As indicated in the fourth block, we proposed a deep learning model to handle missing data. In this study, the proposed model architecture is a convolutional autoencoder, meaning that the autoencoder uses convolution layers as the encoding and decoding parts. The proposed convolutional autoencoder acts as a denoising model. By replacing some input features on purpose with zeros, the input sets can be seen as corrupted data, and the model learns to reconstruct these corrupted inputs by minimising the loss function. The training process is shown in the fifth block of the research framework.

The sixth and seventh blocks of the research framework are the post-training interpretation and evaluation steps. The model accepts and yields two-dimensional data, and thus post-training output interpretations are needed to find the intended prediction results. This process involves the aggregation procedure. Finally, some evaluation procedures are taken to examine the trained model, such as calculating error metrics, testing the model on different missing rates and locations, and implementing the proposed algorithm on other air quality datasets.

2.2 Description of the datasets

This study uses air quality datasets from three different cities. A total of 10 stations are selected for each city, and two pollutants per station are studied. We consider ten monitoring stations adequate for implementing our algorithm and evaluating its performance. We also vary the pollutant in each city to demonstrate that our proposed method can be applied to different pollutants. Some considerations are taken into account when selecting the stations. Availability of pollution data and measurement period for all stations are two of our major concerns. We included stations with at least three years data from the same period. Furthermore, since our method is based on the correlation coefficient between stations, we include stations with varying degrees of correlation.
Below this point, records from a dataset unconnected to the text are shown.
//! Type-directed member tables and the types of declarations used as
//! values.

use rustc_hash::FxHashSet;

use crate::ast::Visibility;

use super::ids::DeclId;
use super::scope::{DeclKind, ScopeTable};
use super::types::{
    selector, ArrayKind, ArrayType, DataLocation, FunctionLocation, FunctionType, MagicKind, Type,
};
use super::{Annotations, NodeIndex};

/// One entry of a member table.
#[derive(Debug, Clone)]
pub struct Member {
    pub name: String,
    pub ty: Type,
    pub declaration: Option<DeclId>,
}

#[derive(Debug, Clone, Default)]
pub struct MemberList(pub Vec<Member>);

impl MemberList {
    pub fn members_by_name(&self, name: &str) -> Vec<Member> {
        self.0
            .iter()
            .filter(|member| member.name == name)
            .cloned()
            .collect()
    }
}

/// The type a declaration denotes when referenced by name, or `None` when it
/// cannot be determined yet (e.g. an untyped `var` before inference).
pub fn decl_value_type(
    decl: DeclId,
    scopes: &ScopeTable,
    nodes: &NodeIndex,
    annotations: &Annotations,
) -> Option<Type> {
    let info = scopes.decl(decl);
    match info.kind {
        DeclKind::Contract => Some(Type::TypeType(Box::new(Type::Contract(decl)))),
        DeclKind::Struct => Some(Type::TypeType(Box::new(Type::Struct {
            decl,
            location: DataLocation::Storage,
        }))),
        DeclKind::Enum => Some(Type::TypeType(Box::new(Type::Enum(decl)))),
        DeclKind::EnumValue => {
            let parent = scopes.owner(info.scope?)?;
            Some(Type::Enum(parent))
        }
        DeclKind::Function => {
            function_type(decl, false, scopes, nodes, annotations).map(|f| Type::Function(Box::new(f)))
        }
        DeclKind::Modifier => {
            let definition = nodes.modifier(info.node);
            let mut params = Vec::with_capacity(definition.parameters.len());
            for param in &definition.parameters {
                params.push(annotations.types.get(&param.id)?.clone());
            }
            Some(Type::Modifier(params))
        }
        DeclKind::Event => {
            event_type(decl, scopes, nodes, annotations).map(|f| Type::Function(Box::new(f)))
        }
        DeclKind::StateVariable | DeclKind::LocalVariable | DeclKind::Parameter => {
            annotations.types.get(&info.node).cloned()
        }
        DeclKind::Builtin => annotations.builtin_types.get(&decl).cloned(),
    }
}

/// Build the function type of a function definition. Parameter types must
/// already be annotated; returns `None` otherwise.
pub fn function_type(
    decl: DeclId,
    external: bool,
    scopes: &ScopeTable,
    nodes: &NodeIndex,
    annotations: &Annotations,
) -> Option<FunctionType> {
    let definition = nodes.function(scopes.decl(decl).node);
    let mut parameter_types = Vec::with_capacity(definition.parameters.len());
    let mut parameter_names = Vec::with_capacity(definition.parameters.len());
    for param in &definition.parameters {
        parameter_types.push(annotations.types.get(&param.id)?.clone());
        parameter_names.push(param.name.clone());
    }
    let mut return_types = Vec::with_capacity(definition.return_parameters.len());
    let mut return_names = Vec::with_capacity(definition.return_parameters.len());
    for param in &definition.return_parameters {
        return_types.push(annotations.types.get(&param.id)?.clone());
        return_names.push(param.name.clone());
    }
    let location = if external {
        FunctionLocation::External
    } else {
        FunctionLocation::Internal
    };
    let mut function = FunctionType::new(parameter_types, return_types, location);
    function.parameter_names = parameter_names;
    function.return_names = return_names;
    function.declaration = Some(decl);
    Some(function)
}

/// The callable type of an event (`Transfer(a, b)` inside a body).
pub fn event_type(
    decl: DeclId,
    scopes: &ScopeTable,
    nodes: &NodeIndex,
    annotations: &Annotations,
) -> Option<FunctionType> {
    let definition = nodes.event(scopes.decl(decl).node);
    let mut parameter_types = Vec::with_capacity(definition.parameters.len());
    let mut parameter_names = Vec::with_capacity(definition.parameters.len());
    for param in &definition.parameters {
        parameter_types.push(annotations.types.get(&param.id)?.clone());
        parameter_names.push(param.name.clone());
    }
    let mut function = FunctionType::new(parameter_types, vec![], FunctionLocation::Event);
    function.parameter_names = parameter_names;
    function.declaration = Some(decl);
    Some(function)
}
The first dataset is air pollutant data of London city. The data were collected using the Openair tool  [46]. Openair is an R package developed by Carslaw and Ropkins to analyse air quality data. For the London city dataset, we focus on two pollutants: nitrogen dioxide (\(\hbox {NO}_{2}\)) and particulate matter with a diameter of less than \(10\; \upmu \hbox {m}\) (\(\hbox {PM}_{10}\)). We selected ten monitoring stations across London and used data from January 2018 to January 2021.

The second dataset is on India air quality. The dataset was compiled by Rohan Rao from the Central Pollution Control Board (CPCB) website and can be downloaded from Kaggle’s collection [47]. Among many air quality monitoring stations, we selected ten monitoring stations across the city Delhi from February 2018 to July 2020. The chosen pollutants for the Delhi dataset are hourly measurements of \(\hbox {NO}_{2}\) and PM with a diameter of less than \(2.5\;\upmu \hbox {m}\) (\(\hbox {PM}_{2.5}\)).
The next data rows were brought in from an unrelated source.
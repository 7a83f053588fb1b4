//! The input AST for one source unit.
//!
//! The tree is produced by the parser and is immutable during analysis; all
//! analysis output lives in side tables keyed by [`NodeId`]. Every node that
//! can carry an annotation has a stable id assigned at construction time.

use crate::span::Span;

/// Stable identifier of an AST node, assigned by the parser.
#[derive(Debug, Clone, Copy, PartialEq, Eq, Hash)]
pub struct NodeId(pub u32);

/// Hands out fresh node ids during AST construction.
#[derive(Debug, Default)]
pub struct IdGenerator {
    next: u32,
}

impl IdGenerator {
    pub fn new() -> Self {
        Self { next: 0 }
    }

    pub fn fresh(&mut self) -> NodeId {
        let id = NodeId(self.next);
        self.next += 1;
        id
    }
}

/// One parsed source unit: an ordered list of contract definitions.
#[derive(Debug, Clone)]
pub struct SourceUnit {
    pub contracts: Vec<ContractDefinition>,
}

#[derive(Debug, Clone, Copy, PartialEq, Eq, PartialOrd, Ord)]
pub enum Visibility {
    Private,
    Internal,
    Public,
    External,
}

/// Declared data location keyword on a variable, if any.
#[derive(Debug, Clone, Copy, PartialEq, Eq)]
pub enum StorageLocation {
    Storage,
    Memory,
}

#[derive(Debug, Clone)]
pub struct ContractDefinition {
    pub id: NodeId,
    pub name: String,
    pub is_library: bool,
    pub bases: Vec<InheritanceSpecifier>,
    pub structs: Vec<StructDefinition>,
    pub enums: Vec<EnumDefinition>,
    pub state_variables: Vec<VariableDeclaration>,
    pub events: Vec<EventDefinition>,
    pub modifiers: Vec<ModifierDefinition>,
    pub functions: Vec<FunctionDefinition>,
    pub span: Span,
}

/// A base-contract mention in a contract header, with optional constructor
/// arguments (`is Base(1, 2)`).
#[derive(Debug, Clone)]
pub struct InheritanceSpecifier {
    pub id: NodeId,
    pub base_name: Identifier,
    pub arguments: Vec<Expression>,
    pub span: Span,
}

#[derive(Debug, Clone)]
pub struct StructDefinition {
    pub id: NodeId,
    pub name: String,
    pub members: Vec<VariableDeclaration>,
    pub span: Span,
}

#[derive(Debug, Clone)]
pub struct EnumDefinition {
    pub id: NodeId,
    pub name: String,
    pub values: Vec<EnumValue>,
    pub span: Span,
}

#[derive(Debug, Clone)]
pub struct EnumValue {
    pub id: NodeId,
    pub name: String,
    pub span: Span,
}

/// A function definition. An empty name marks the fallback function; a name
/// equal to the enclosing contract's marks the constructor.
#[derive(Debug, Clone)]
pub struct FunctionDefinition {
    pub id: NodeId,
    pub name: String,
    pub visibility: Visibility,
    pub is_declared_const: bool,
    pub parameters: Vec<VariableDeclaration>,
    pub return_parameters: Vec<VariableDeclaration>,
    pub modifiers: Vec<ModifierInvocation>,
    /// `None` for abstract functions (declared but not implemented).
    pub body: Option<Block>,
    pub span: Span,
}

impl FunctionDefinition {
    pub fn is_implemented(&self) -> bool {
        self.body.is_some()
    }
}

#[derive(Debug, Clone)]
pub struct ModifierDefinition {
    pub id: NodeId,
    pub name: String,
    pub parameters: Vec<VariableDeclaration>,
    pub body: Block,
    pub span: Span,
}

/// A modifier usage on a function: either a declared modifier or, on a
/// constructor, a base contract with constructor arguments.
#[derive(Debug, Clone)]
pub struct ModifierInvocation {
    pub id: NodeId,
    pub name: Identifier,
    pub arguments: Vec<Expression>,
    pub span: Span,
}

#[derive(Debug, Clone)]
pub struct EventDefinition {
    pub id: NodeId,
    pub name: String,
    pub parameters: Vec<VariableDeclaration>,
    pub span: Span,
}

/// A variable declaration: state variable, parameter, struct member, event
/// parameter, or local. A missing type name means `var` (inferred).
#[derive(Debug, Clone)]
pub struct VariableDeclaration {
    pub id: NodeId,
    pub name: String,
    pub type_name: Option<TypeName>,
    pub value: Option<Expression>,
    pub visibility: Visibility,
    pub is_constant: bool,
    pub is_indexed: bool,
    pub location: Option<StorageLocation>,
    pub span: Span,
}

// ── Type names ──────────────────────────────────────────────────

#[derive(Debug, Clone)]
pub struct TypeName {
    pub id: NodeId,
    pub kind: TypeNameKind,
    pub span: Span,
}

#[derive(Debug, Clone)]
pub enum TypeNameKind {
    Elementary(ElementaryTypeName),
    /// Dotted path to a contract, struct, or enum (`A.B.C`).
    UserDefined(Vec<String>),
    Mapping {
        key: Box<TypeName>,
        value: Box<TypeName>,
    },
    Array {
        base: Box<TypeName>,
        length: Option<Box<Expression>>,
    },
}

#[derive(Debug, Clone, Copy, PartialEq, Eq)]
pub enum ElementaryTypeName {
    /// Signed integer of the given bit width (8, 16, …, 256).
    Int(u16),
    /// Unsigned integer of the given bit width.
    Uint(u16),
    /// Fixed-size byte sequence, 1..=32 bytes.
    FixedBytes(u8),
    Address,
    Bool,
    /// Dynamically-sized byte array.
    Bytes,
    String,
}

// ── Statements ──────────────────────────────────────────────────

#[derive(Debug, Clone)]
pub struct Block {
    pub statements: Vec<Statement>,
}

#[derive(Debug, Clone)]
pub struct Statement {
    pub id: NodeId,
    pub kind: StmtKind,
    pub span: Span,
}

#[derive(Debug, Clone)]
pub enum StmtKind {
    Block(Block),
    If {
        condition: Expression,
        then_branch: Box<Statement>,
        else_branch: Option<Box<Statement>>,
    },
    While {
        condition: Expression,
        body: Box<Statement>,
    },
    For {
        init: Option<Box<Statement>>,
        condition: Option<Expression>,
        loop_expr: Option<Expression>,
        body: Box<Statement>,
    },
    Continue,
    Break,
    Return(Option<Expression>),
    VariableDeclaration(VariableDeclaration),
    Expression(Expression),
    /// The `_` statement inside modifier bodies.
    Placeholder,
}

// ── Expressions ─────────────────────────────────────────────────

#[derive(Debug, Clone)]
pub struct Identifier {
    pub id: NodeId,
    pub name: String,
    pub span: Span,
}

#[derive(Debug, Clone)]
pub struct Expression {
    pub id: NodeId,
    pub kind: ExprKind,
    pub span: Span,
}

#[derive(Debug, Clone)]
pub enum ExprKind {
    Identifier(String),
    Literal(Literal),
    /// An elementary type name in expression position (`uint(x)`, `uint[5]`).
    ElementaryTypeName(ElementaryTypeName),
    Unary {
        op: UnaryOp,
        sub: Box<Expression>,
    },
    Binary {
        op: BinaryOp,
        left: Box<Expression>,
        right: Box<Expression>,
    },
    Assignment {
        op: AssignmentOp,
        lhs: Box<Expression>,
        rhs: Box<Expression>,
    },
    FunctionCall {
        callee: Box<Expression>,
        arguments: Vec<Expression>,
        /// Argument names for named calls (`f({x: 1})`); empty = positional.
        names: Vec<String>,
    },
    New {
        contract_name: Identifier,
    },
    MemberAccess {
        expr: Box<Expression>,
        member: String,
    },
    IndexAccess {
        base: Box<Expression>,
        index: Option<Box<Expression>>,
    },
}

#[derive(Debug, Clone, PartialEq, Eq)]
pub enum Literal {
    /// Decimal or `0x`-prefixed number, kept textual for exact-value parsing.
    Number(String),
    Bool(bool),
    String(String),
}

#[derive(Debug, Clone, Copy, PartialEq, Eq)]
pub enum UnaryOp {
    Not,
    BitNot,
    Neg,
    Inc,
    Dec,
    Delete,
}

impl UnaryOp {
    pub fn as_str(self) -> &'static str {
        match self {
            UnaryOp::Not => "!",
            UnaryOp::BitNot => "~",
            UnaryOp::Neg => "-",
            UnaryOp::Inc => "++",
            UnaryOp::Dec => "--",
            UnaryOp::Delete => "delete",
        }
    }
}

#[derive(Debug, Clone, Copy, PartialEq, Eq)]
pub enum BinaryOp {
    Add,
    Sub,
    Mul,
    Div,
    Mod,
    Exp,
    Eq,
    NotEq,
    Less,
    Greater,
    LessEq,
    GreaterEq,
    And,
    Or,
    BitAnd,
    BitOr,
    BitXor,
}

impl BinaryOp {
    pub fn is_compare(self) -> bool {
        matches!(
            self,
            BinaryOp::Eq
                | BinaryOp::NotEq
                | BinaryOp::Less
                | BinaryOp::Greater
                | BinaryOp::LessEq
                | BinaryOp::GreaterEq
        )
    }

    pub fn is_arithmetic(self) -> bool {
        matches!(
            self,
            BinaryOp::Add
                | BinaryOp::Sub
                | BinaryOp::Mul
                | BinaryOp::Div
                | BinaryOp::Mod
                | BinaryOp::Exp
        )
    }

    pub fn is_bit(self) -> bool {
        matches!(self, BinaryOp::BitAnd | BinaryOp::BitOr | BinaryOp::BitXor)
    }

    pub fn as_str(self) -> &'static str {
        match self {
            BinaryOp::Add => "+",
            BinaryOp::Sub => "-",
            BinaryOp::Mul => "*",
            BinaryOp::Div => "/",
            BinaryOp::Mod => "%",
            BinaryOp::Exp => "**",
            BinaryOp::Eq => "==",
            BinaryOp::NotEq => "!=",
            BinaryOp::Less => "<",
            BinaryOp::Greater => ">",
            BinaryOp::LessEq => "<=",
            BinaryOp::GreaterEq => ">=",
            BinaryOp::And => "&&",
            BinaryOp::Or => "||",
            BinaryOp::BitAnd => "&",
            BinaryOp::BitOr => "|",
            BinaryOp::BitXor => "^",
        }
    }
}

#[derive(Debug, Clone, Copy, PartialEq, Eq)]
pub enum AssignmentOp {
    Assign,
    AddAssign,
    SubAssign,
    MulAssign,
    DivAssign,
    ModAssign,
    BitAndAssign,
    BitOrAssign,
    BitXorAssign,
}

impl AssignmentOp {
    /// The binary operator a compound assignment expands to.
    pub fn binary_op(self) -> Option<BinaryOp> {
        match self {
            AssignmentOp::Assign => None,
            AssignmentOp::AddAssign => Some(BinaryOp::Add),
            AssignmentOp::SubAssign => Some(BinaryOp::Sub),
            AssignmentOp::MulAssign => Some(BinaryOp::Mul),
            AssignmentOp::DivAssign => Some(BinaryOp::Div),
            AssignmentOp::ModAssign => Some(BinaryOp::Mod),
            AssignmentOp::BitAndAssign => Some(BinaryOp::BitAnd),
            AssignmentOp::BitOrAssign => Some(BinaryOp::BitOr),
            AssignmentOp::BitXorAssign => Some(BinaryOp::BitXor),
        }
    }

    pub fn as_str(self) -> &'static str {
        match self {
            AssignmentOp::Assign => "=",
            AssignmentOp::AddAssign => "+=",
            AssignmentOp::SubAssign => "-=",
            AssignmentOp::MulAssign => "*=",
            AssignmentOp::DivAssign => "/=",
            AssignmentOp::ModAssign => "%=",
            AssignmentOp::BitAndAssign => "&=",
            AssignmentOp::BitOrAssign => "|=",
            AssignmentOp::BitXorAssign => "^=",
        }
    }
}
The third dataset is Beijing multi-station air quality provided by Zhang et al. [48], which can be downloaded from the UCI Machine learning repository page [49]. The dataset contains hourly pollutant data from January 2013 to February 2017. We focused on carbon monoxide (CO) and ozone (\(\hbox {O}_{3}\)) data for the Beijing dataset. We selected ten monitoring stations, namely Aotizhongxin, Changping, Dingling, Dongsi, Guanyuan, Gucheng, Huairou, Nongzhanguan, Shunyi and Tiantan. Table 1 summarises the air quality monitoring stations used in this study.

Table 1 Dataset used in this study

Tables 2, 3 and 4 show brief descriptive statistics of London, Delhi and Beijing air quality data. As shown in the tables, four statistics characteristics are shown, namely mean, standard deviation and two quartiles. The mean and standard deviation columns are calculated by excluding the missing values. Standard deviation measures how observed values spread from the mean. A low standard deviation in each station implies that the observed values tend to be close to the mean, whereas a high standard deviation indicates that the observed values are spread out over a broader range from the mean. The quartiles divide the ordered observed values (i.e. from smallest to largest) into four parts. The first quartile (\(25\%\)) is the middle value between the minimum and the median, whereas the third quartile (\(75\%\)) is defined as the middle value between the median and the maximum.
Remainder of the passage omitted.